Размышляя, Лиза чуть не упустила момент перелома в ходе их спора. Хозяин стряхнул в золотую пепельницу пепел с сигары и, вздохнув, спросил:
– Как идут работы над вашей теорией, фройляйн Лиза?
Голос его звучал негромко, но этого хватило, чтобы настоятельница вздрогнула и, осекшись на полуслове, растерянно покосилась на стоявшую рядом Лизу.
– Плохо, хозяин. Я потому и осмелилась просить личной встречи, что мать-настоятельница не в состоянии пойти на предлагаемые мною изменения. Для эксперимента нужны здоровые, полноценные особи, а не заморенные работой доходяги. Но она продолжает делать все по-своему. В итоге огромное количество времени и препаратов тратятся впустую.
– Устав нашего ордена гласит… – снова завела свою волынку настоятельница, но хозяин, кашлянув, заставил ее замолчать.
– Думаю, фройляйн Лиза не хуже нас с вами знает устав монастыря. Она выросла в нем. Что вы предлагаете, фройляйн?
– Предварительный недельный отдых с усиленным питанием для отобранных мною лично особей. Только так мы сможем получить хоть какой-то результат, – решительно ответила Лиза, мысленно холодея от собственной наглости.
– Вы настаиваете на таком разрешении вашего спора?
Вопрос прозвучал неожиданно, и для Лизы даже несколько зловеще. Усилием воли заставив себя не вжимать голову в плечи под этим долгим, пронизывающим взглядом, Лиза дала себе несколько секунд на размышление и, кивнув, решительно ответила:
– Да. Я настаиваю. Все дело в том, что на данном этапе отбор особей производится без должного осмотра и контроля состояния здоровья. Если это буду делать я, то положение обязательно изменится в лучшую сторону.

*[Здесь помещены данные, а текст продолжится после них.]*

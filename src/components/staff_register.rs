//! Staff Registration Component

use leptos::prelude::*;
use leptos::task::spawn_local;

use crate::api;
use crate::components::{
    Notice, NoticeBanner, PersonFields, ADDRESS_FIELDS, EMERGENCY_FIELDS, IDENTITY_FIELDS,
};
use crate::config::CLINIC_NAME;
use crate::context::use_router;
use crate::models::{PersonField, PersonForm};
use crate::route::Page;
use crate::validation::{validate_staff_registration, FieldErrors};

const ACCOUNT_FIELDS: &[PersonField] = &[PersonField::Password, PersonField::DateOfBirth];

/// Registers a staff account; the form resets after each success
#[component]
pub fn StaffRegister() -> impl IntoView {
    let router = use_router();
    let form = RwSignal::new(PersonForm::default());
    let errors = RwSignal::new(FieldErrors::new());
    let (notice, set_notice) = signal::<Option<Notice>>(None);
    let (loading, set_loading) = signal(false);

    let submit = move |ev: web_sys::SubmitEvent| {
        ev.prevent_default();
        let body = form.get();
        if let Err(found) = validate_staff_registration(&body) {
            errors.set(found);
            set_notice.set(Notice::error("Please correct the errors below"));
            return;
        }
        errors.set(FieldErrors::new());
        set_notice.set(None);
        set_loading.set(true);
        spawn_local(async move {
            match api::register_staff(&body).await {
                Ok(()) => {
                    log::info!("staff member registered");
                    set_notice.set(Notice::success("Staff member registered successfully!"));
                    form.set(PersonForm::default());
                }
                Err(err) => set_notice.set(Notice::error(err.user_message("Registration failed"))),
            }
            set_loading.set(false);
        });
    };

    view! {
        <div class="staff-register-container">
            <div class="staff-register-form">
                <div class="form-header">
                    <button class="back-button" on:click=move |_| router.navigate(Page::Home)>"← Back to Home"</button>
                    <h2>"Staff Registration"</h2>
                    <p>{format!("Register new staff member for {}", CLINIC_NAME)}</p>
                </div>
                <NoticeBanner notice=notice />
                <form on:submit=submit>
                    <fieldset>
                        <legend>"Personal Information"</legend>
                        <PersonFields fields=IDENTITY_FIELDS form=form errors=errors />
                        <PersonFields fields=ACCOUNT_FIELDS form=form errors=errors />
                    </fieldset>
                    <fieldset>
                        <legend>"Emergency Contact"</legend>
                        <PersonFields fields=EMERGENCY_FIELDS form=form errors=errors />
                    </fieldset>
                    <fieldset>
                        <legend>"Address"</legend>
                        <PersonFields fields=ADDRESS_FIELDS form=form errors=errors />
                    </fieldset>
                    <button type="submit" class="submit-btn" disabled=move || loading.get()>
                        {move || if loading.get() { "Registering..." } else { "Register Staff Member" }}
                    </button>
                </form>
            </div>
        </div>
    }
}
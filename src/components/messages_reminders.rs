//! Messages & Reminders Section
//!
//! Staff create reminders for patients and track whether they were read.

use leptos::prelude::*;
use leptos::task::spawn_local;

use crate::api;
use crate::components::{DeleteConfirmButton, Notice, NoticeBanner};
use crate::listing::{filter_reminders, format_date_time, Directory, ReadFilter};
use crate::models::Reminder;
use crate::store::{use_clinic_store, ClinicStateStoreFields};
use crate::validation::{validate_reminder, ReminderDraft, REMINDER_TYPES};

#[component]
pub fn MessagesReminders() -> impl IntoView {
    let store = use_clinic_store();
    let reminders = RwSignal::new(Vec::<Reminder>::new());
    let (search, set_search) = signal(String::new());
    let (notice, set_notice) = signal::<Option<Notice>>(None);
    let draft = RwSignal::new(None::<ReminderDraft>);
    let (saving, set_saving) = signal(false);

    let load = move || {
        spawn_local(async move {
            match api::list_reminders().await {
                Ok(list) => reminders.set(list),
                Err(err) => {
                    log::error!("failed to load reminders: {}", err);
                    set_notice.set(Notice::error("Error fetching reminders"));
                }
            }
        });
    };
    load();

    let visible = Memo::new(move |_| reminders.with(|r| filter_reminders(r, &search.get(), ReadFilter::All)));
    let unread = Memo::new(move |_| reminders.with(|r| r.iter().filter(|x| !x.is_read).count()));

    let patient_name = move |id: u32| Directory::new(&store.patients().read(), &[]).patient_name(id);

    let mark_read = move |reminder_id: u32| {
        spawn_local(async move {
            match api::set_reminder_read(reminder_id, true).await {
                Ok(()) => {
                    set_notice.set(Notice::success("Reminder marked as read"));
                    load();
                }
                Err(err) => set_notice.set(Notice::error(err.user_message("Failed to update reminder"))),
            }
        });
    };

    let remove = move |reminder_id: u32| {
        spawn_local(async move {
            match api::delete_reminder(reminder_id).await {
                Ok(()) => {
                    set_notice.set(Notice::success("Reminder deleted successfully"));
                    reminders.update(|list| list.retain(|r| r.reminder_id != reminder_id));
                }
                Err(err) => set_notice.set(Notice::error(
                    err.user_message("Unable to delete reminder. Please try again later."),
                )),
            }
        });
    };

    let create = move |_| {
        let Some(current) = draft.get() else {
            return;
        };
        let reminder = match validate_reminder(&current) {
            Ok(reminder) => reminder,
            Err(message) => {
                set_notice.set(Notice::error(message));
                return;
            }
        };
        set_saving.set(true);
        spawn_local(async move {
            let result = api::create_reminder(&reminder).await;
            set_saving.set(false);
            match result {
                Ok(()) => {
                    set_notice.set(Notice::success("Reminder created successfully"));
                    draft.set(None);
                    load();
                }
                Err(err) => set_notice.set(Notice::error(
                    err.user_message("Unable to create reminder. Please try again later."),
                )),
            }
        });
    };

    let edit = move |apply: fn(&mut ReminderDraft, String)| {
        move |ev: web_sys::Event| {
            let value = event_target_value(&ev);
            draft.update(|d| {
                if let Some(d) = d {
                    apply(d, value);
                }
            });
        }
    };
    let draft_value = move |read: fn(&ReminderDraft) -> String| {
        move || draft.with(|d| d.as_ref().map(read).unwrap_or_default())
    };

    view! {
        <div class="messages-reminders">
            <div class="section-header">
                <h1>"Messages & Reminders"</h1>
                <button class="btn btn-primary" on:click=move |_| draft.set(Some(ReminderDraft::default()))>
                    "+ New Reminder"
                </button>
            </div>
            <NoticeBanner notice=notice />
            <div class="reminder-stats">
                <div class="stat-card">
                    <span class="stat-number">{move || reminders.with(Vec::len)}</span>
                    <span class="stat-label">"Total"</span>
                </div>
                <div class="stat-card">
                    <span class="stat-number">{move || unread.get()}</span>
                    <span class="stat-label">"Unread"</span>
                </div>
            </div>
            <input
                type="text"
                class="search-input"
                placeholder="Search reminders..."
                prop:value=move || search.get()
                on:input=move |ev| set_search.set(event_target_value(&ev))
            />
            <Show
                when=move || visible.with(|v| !v.is_empty())
                fallback=|| view! { <p class="no-reminders">"No reminders found."</p> }
            >
                <div class="reminders-list">
                    <For
                        each=move || visible.get()
                        key=|r: &Reminder| (r.reminder_id, r.is_read)
                        let:reminder
                    >
                        {
                            let id = reminder.reminder_id;
                            let read = reminder.is_read;
                            view! {
                                <div class=if read { "reminder-card read" } else { "reminder-card unread" }>
                                    <div class="reminder-header">
                                        <span class="reminder-patient">{patient_name(reminder.patient_id)}</span>
                                        <span class="reminder-type">{reminder.reminder_type.clone().unwrap_or_default()}</span>
                                        <span class="reminder-date">
                                            {reminder.preferred_date_time.as_deref().map(format_date_time).unwrap_or_default()}
                                        </span>
                                    </div>
                                    <p class="reminder-message">{reminder.message.clone()}</p>
                                    <div class="reminder-actions">
                                        <span class="read-status">{if read { "Read" } else { "Unread" }}</span>
                                        <Show when=move || !read>
                                            <button class="btn btn-secondary" on:click=move |_| mark_read(id)>"Mark as Read"</button>
                                        </Show>
                                        <DeleteConfirmButton on_confirm=move |_| remove(id) />
                                    </div>
                                </div>
                            }
                        }
                    </For>
                </div>
            </Show>

            <Show when=move || draft.with(Option::is_some)>
                <div class="modal-overlay" on:click=move |_| draft.set(None)>
                    <div class="reminder-modal" on:click=|ev| ev.stop_propagation()>
                        <h3>"Create Reminder"</h3>
                        <div class="form-group">
                            <label>"Patient *"</label>
                            <select on:change=move |ev| {
                                let id = event_target_value(&ev).parse::<u32>().ok();
                                draft.update(|d| if let Some(d) = d { d.patient_id = id });
                            }>
                                <option value="">"Select Patient"</option>
                                {move || store.patients().get().into_iter().map(|p| view! {
                                    <option value=p.patient_id.to_string()>{format!("{} {}", p.first_name, p.last_name)}</option>
                                }).collect_view()}
                            </select>
                        </div>
                        <div class="form-group">
                            <label>"Type"</label>
                            <select
                                prop:value=draft_value(|d| d.reminder_type.clone())
                                on:change=edit(|d, v| d.reminder_type = v)
                            >
                                {REMINDER_TYPES.iter().map(|t| view! { <option value=*t>{*t}</option> }).collect_view()}
                            </select>
                        </div>
                        <div class="form-row">
                            <div class="form-group">
                                <label>"Date *"</label>
                                <input type="date" prop:value=draft_value(|d| d.date.clone()) on:input=edit(|d, v| d.date = v) />
                            </div>
                            <div class="form-group">
                                <label>"Time *"</label>
                                <input type="time" prop:value=draft_value(|d| d.time.clone()) on:input=edit(|d, v| d.time = v) />
                            </div>
                        </div>
                        <div class="form-group">
                            <label>"Message *"</label>
                            <textarea rows="4" prop:value=draft_value(|d| d.message.clone()) on:input=edit(|d, v| d.message = v) />
                        </div>
                        <div class="modal-actions">
                            <button class="btn btn-secondary" on:click=move |_| draft.set(None)>"Cancel"</button>
                            <button class="btn btn-primary" disabled=move || saving.get() on:click=create>
                                {move || if saving.get() { "Creating..." } else { "Create Reminder" }}
                            </button>
                        </div>
                    </div>
                </div>
            </Show>
        </div>
    }
}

– Первая заповедь любого руководителя – это умение добиваться нужного результата от своих подчиненных, а не делать все самому, – наставительно ответил хозяин.
– Если хочешь, чтобы было сделано хорошо и правильно – сделай сам, – в пику ему ответила Лиза.
От такой наглости мать-настоятельница тихо ахнула и, задохнувшись, уставилась на нахалку горящим от возмущения взглядом. Чуть усмехнувшись, хозяин кивнул, словно принимая ответ, и, помолчав, вынес решение:
– С этого дня фройляйн Лиза будет сама отбирать необходимый ей для работы материал. Вы, матушка, обеспечите ее всем необходимым. Неделя безделья нескольких особей никоим образом не повлияет на благосостояние ордена и монастыря. Но вы, фройляйн Лиза, осмелились высказаться слишком резко в адрес ваших соратников. Это недопустимо.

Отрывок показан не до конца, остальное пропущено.